TASK DETAILS:
Repeat exactly the lines from the start of the material below up to and including the "async fn exists_by_id_and_owner(&self, id: i64, owner: &str)" line.

__________

#[async_trait]
impl CashCardStore for CountingStore {
    async fn find_by_id_and_owner(&self, id: i64, owner: &str) -> DbResult<Option<DbCashCard>> {
        self.hit();
        self.inner.find_by_id_and_owner(id, owner).await
    }

    async fn exists_by_id_and_owner(&self, id: i64, owner: &str) -> DbResult<bool> {
        self.hit();
        self.inner.exists_by_id_and_owner(id, owner).await
    }

    async fn find_by_owner(&self, owner: &str, page: PageRequest) -> DbResult<Vec<DbCashCard>> {
        self.hit();
        self.inner.find_by_owner(owner, page).await
    }

    async fn find_all(&self, page: PageRequest) -> DbResult<Vec<DbCashCard>> {
        self.hit();
        self.inner.find_all(page).await
    }

    async fn save(&self, card: SaveCashCard) -> DbResult<DbCashCard> {
        self.hit();
        self.inner.save(card).await
    }

    async fn delete_by_id(&self, id: i64) -> DbResult<()> {
        self.hit();
        self.inner.delete_by_id(id).await
    }

    async fn health_check(&self) -> DbResult<bool> {
        self.inner.health_check().await
    }

    fn backend(&self) -> &'static str {
        self.inner.backend()
    }
}

// =============================================================================
// Read
// =============================================================================

mod read {
    use super::*;

    #[tokio::test]
    async fn test_get_owned_card() {
        let (router, _) = seeded();
        let res = send(&router, "GET", "/cards/99", Some(SARAH), None).await;

        assert_eq!(res.status, StatusCode::OK);
        assert_eq!(res.json(), json!({"id": 99, "amount": 123.45, "owner": "sarah1"}));
    }

    #[tokio::test]
    async fn test_foreign_and_missing_cards_look_the_same() {
        let (router, _) = seeded();

        let foreign = send(&router, "GET", "/cards/102", Some(SARAH), None).await;
        let missing = send(&router, "GET", "/cards/1000", Some(SARAH), None).await;

        assert_eq!(foreign.status, StatusCode::NOT_FOUND);
        assert_eq!(missing.status, StatusCode::NOT_FOUND);
        assert_eq!(foreign.json(), missing.json());
        assert_eq!(foreign.json()["code"], "NOT_FOUND");
    }

    #[tokio::test]
    async fn test_non_numeric_id_is_bad_request() {
        let (router, _) = seeded();
        let res = send(&router, "GET", "/cards/abc", Some(SARAH), None).await;

        assert_eq!(res.status, StatusCode::BAD_REQUEST);
        assert_eq!(res.json()["code"], "INVALID_PARAMETER");
    }

    #[tokio::test]
    async fn test_store_failure_on_read_is_server_error() {
        let router = router_with(Arc::new(FailingStore::query_error()));
        let res = send(&router, "GET", "/cards/99", Some(SARAH), None).await;

        assert_eq!(res.status, StatusCode::INTERNAL_SERVER_ERROR);
        assert_eq!(res.json()["code"], "INTERNAL_ERROR");
        assert!(!res.json()["msg"].as_str().unwrap().contains("pool"));
    }

    #[tokio::test]
    async fn test_unavailable_store_on_read() {
        let router = router_with(Arc::new(FailingStore::unavailable()));
        let res = send(&router, "GET", "/cards/99", Some(SARAH), None).await;

        assert_eq!(res.status, StatusCode::SERVICE_UNAVAILABLE);
    }
}

// =============================================================================
// List
// =============================================================================

mod list {
    use super::*;

    fn ids(value: &Value) -> Vec<i64> {
        value
            .as_array()
            .unwrap()
            .iter()
            .map(|card| card["id"].as_i64().unwrap())
            .collect()
    }

    #[tokio::test]
    async fn test_lists_only_callers_cards_sorted_by_amount() {
        let (router, _) = seeded();
        let res = send(&router, "GET", "/cards", Some(SARAH), None).await;

        assert_eq!(res.status, StatusCode::OK);
        assert_eq!(ids(&res.json()), vec![100, 99, 101]);
        assert!(res
            .json()
            .as_array()
            .unwrap()
            .iter()
            .all(|card| card["owner"] == "sarah1"));
    }

    #[tokio::test]
    async fn test_empty_list_is_ok() {
        let router = router_with(Arc::new(MemoryCashCardStore::new()));
        let res = send(&router, "GET", "/cards", Some(KUMAR), None).await;

        assert_eq!(res.status, StatusCode::OK);
        assert_eq!(res.json(), json!([]));
    }

    #[tokio::test]
    async fn test_pagination() {
        let (router, _) = seeded();

        let first = send(&router, "GET", "/cards?page=1&limit=2", Some(SARAH), None).await;
        assert_eq!(first.status, StatusCode::OK);
        assert_eq!(ids(&first.json()), vec![100, 99]);

        let second = send(&router, "GET", "/cards?page=2&limit=2", Some(SARAH), None).await;
        assert_eq!(ids(&second.json()), vec![101]);

        let beyond = send(&router, "GET", "/cards?page=5&limit=2", Some(SARAH), None).await;
        assert_eq!(beyond.json(), json!([]));
    }

    #[tokio::test]
    async fn test_invalid_pagination_is_bad_request() {
        let (router, _) = seeded();

        for uri in ["/cards?page=0", "/cards?limit=0", "/cards?limit=1001", "/cards?page=abc"] {
            let res = send(&router, "GET", uri, Some(SARAH), None).await;
            assert_eq!(res.status, StatusCode::BAD_REQUEST, "{}", uri);
            assert_eq!(res.json()["code"], "INVALID_PARAMETER", "{}", uri);
        }
    }

    #[tokio::test]
    async fn test_all_scope_lists_every_card() {
        let store = Arc::new(MemoryCashCardStore::with_cards(seed_cards()));
        let state = state_with(store).with_list_scope(CardListScope::All);
        let router = create_router(Arc::new(state), ApiConfig::default());

        let res = send(&router, "GET", "/cards", Some(SARAH), None).await;

        assert_eq!(res.status, StatusCode::OK);
        assert_eq!(ids(&res.json()), vec![100, 99, 101, 102]);

        let second = send(&router, "GET", "/cards?page=2&limit=1", Some(SARAH), None).await;
        assert_eq!(second.status, StatusCode::OK);
        assert_eq!(ids(&second.json()), vec![99]);

        let last = send(&router, "GET", "/cards?page=2&limit=3", Some(SARAH), None).await;
        assert_eq!(ids(&last.json()), vec![102]);
    }
}

// =============================================================================
// Create
// =============================================================================

mod create {
    use super::*;

    fn location_id(res: &TestResponse) -> i64 {
        res.headers
            .get(header::LOCATION)
            .unwrap()
            .to_str()
            .unwrap()
            .strip_prefix("/cards/")
            .unwrap()
            .parse()
            .unwrap()
    }

    #[tokio::test]
    async fn test_create_then_read_back() {
        let router = router_with(Arc::new(MemoryCashCardStore::new()));

        let created =
            send(&router, "POST", "/cards", Some(SARAH), Some(json!({"amount": 250.0}))).await;
        assert_eq!(created.status, StatusCode::CREATED);
        assert!(created.body.is_empty());

        let location = created.headers.get(header::LOCATION).unwrap().to_str().unwrap();
        let fetched = send(&router, "GET", location, Some(SARAH), None).await;

        assert_eq!(fetched.status, StatusCode::OK);
        assert_eq!(fetched.json()["amount"], json!(250.0));
        assert_eq!(fetched.json()["owner"], "sarah1");
        assert_eq!(fetched.json()["id"], json!(location_id(&created)));
    }

    #[tokio::test]
    async fn test_create_ignores_client_id_and_owner() {
        let (router, store) = seeded();

        let created = send(
            &router,
            "POST",
            "/cards",
            Some(SARAH),
            Some(json!({"id": 44, "amount": 250.0, "owner": "kumar2"})),
        )
        .await;
        assert_eq!(created.status, StatusCode::CREATED);

        let id = location_id(&created);
        assert_ne!(id, 44);

        let persisted = store.snapshot().into_iter().find(|c| c.id == id).unwrap();
        assert_eq!(persisted.owner, "sarah1");
        assert_eq!(persisted.amount, dec!(250));
        assert!(store.snapshot().iter().all(|c| c.id != 44));
    }

    #[tokio::test]
    async fn test_created_ids_are_not_reused() {
        let router = router_with(Arc::new(MemoryCashCardStore::new()));

        let first = send(&router, "POST", "/cards", Some(SARAH), Some(json!({"amount": 1.0}))).await;
        let first_id = location_id(&first);

        let deleted = send(&router, "DELETE", &format!("/cards/{}", first_id), Some(SARAH), None).await;
        assert_eq!(deleted.status, StatusCode::NO_CONTENT);

        let second = send(&router, "POST", "/cards", Some(SARAH), Some(json!({"amount": 2.0}))).await;
        assert_ne!(location_id(&second), first_id);
    }

    #[tokio::test]
    async fn test_invalid_bodies_are_bad_request() {
        let (router, store) = seeded();

        let empty = send(&router, "POST", "/cards", Some(SARAH), None).await;
        assert_eq!(empty.status, StatusCode::BAD_REQUEST);

        let missing_amount =
            send(&router, "POST", "/cards", Some(SARAH), Some(json!({"owner": "sarah1"}))).await;
        assert_eq!(missing_amount.status, StatusCode::BAD_REQUEST);
        assert_eq!(missing_amount.json()["code"], "INVALID_REQUEST_BODY");

        let wrong_type =
            send(&router, "POST", "/cards", Some(SARAH), Some(json!({"amount": "lots"}))).await;
        assert_eq!(wrong_type.status, StatusCode::BAD_REQUEST);

        assert_eq!(store.len(), seed_cards().len());
    }

    #[tokio::test]
    async fn test_store_failure_on_create_is_bad_request() {
        for store in [FailingStore::unavailable(), FailingStore::query_error()] {
            let router = router_with(Arc::new(store));
            let res =
                send(&router, "POST", "/cards", Some(SARAH), Some(json!({"amount": 10.0}))).await;

            assert_eq!(res.status, StatusCode::BAD_REQUEST);
            assert!(res.headers.get(header::LOCATION).is_none());
        }
    }
}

__________

REPLY:
#[async_trait]
impl CashCardStore for CountingStore {
    async fn find_by_id_and_owner(&self, id: i64, owner: &str) -> DbResult<Option<DbCashCard>> {
        self.hit();
        self.inner.find_by_id_and_owner(id, owner).await
    }

    async fn exists_by_id_and_owner(&self, id: i64, owner: &str) -> DbResult<bool> {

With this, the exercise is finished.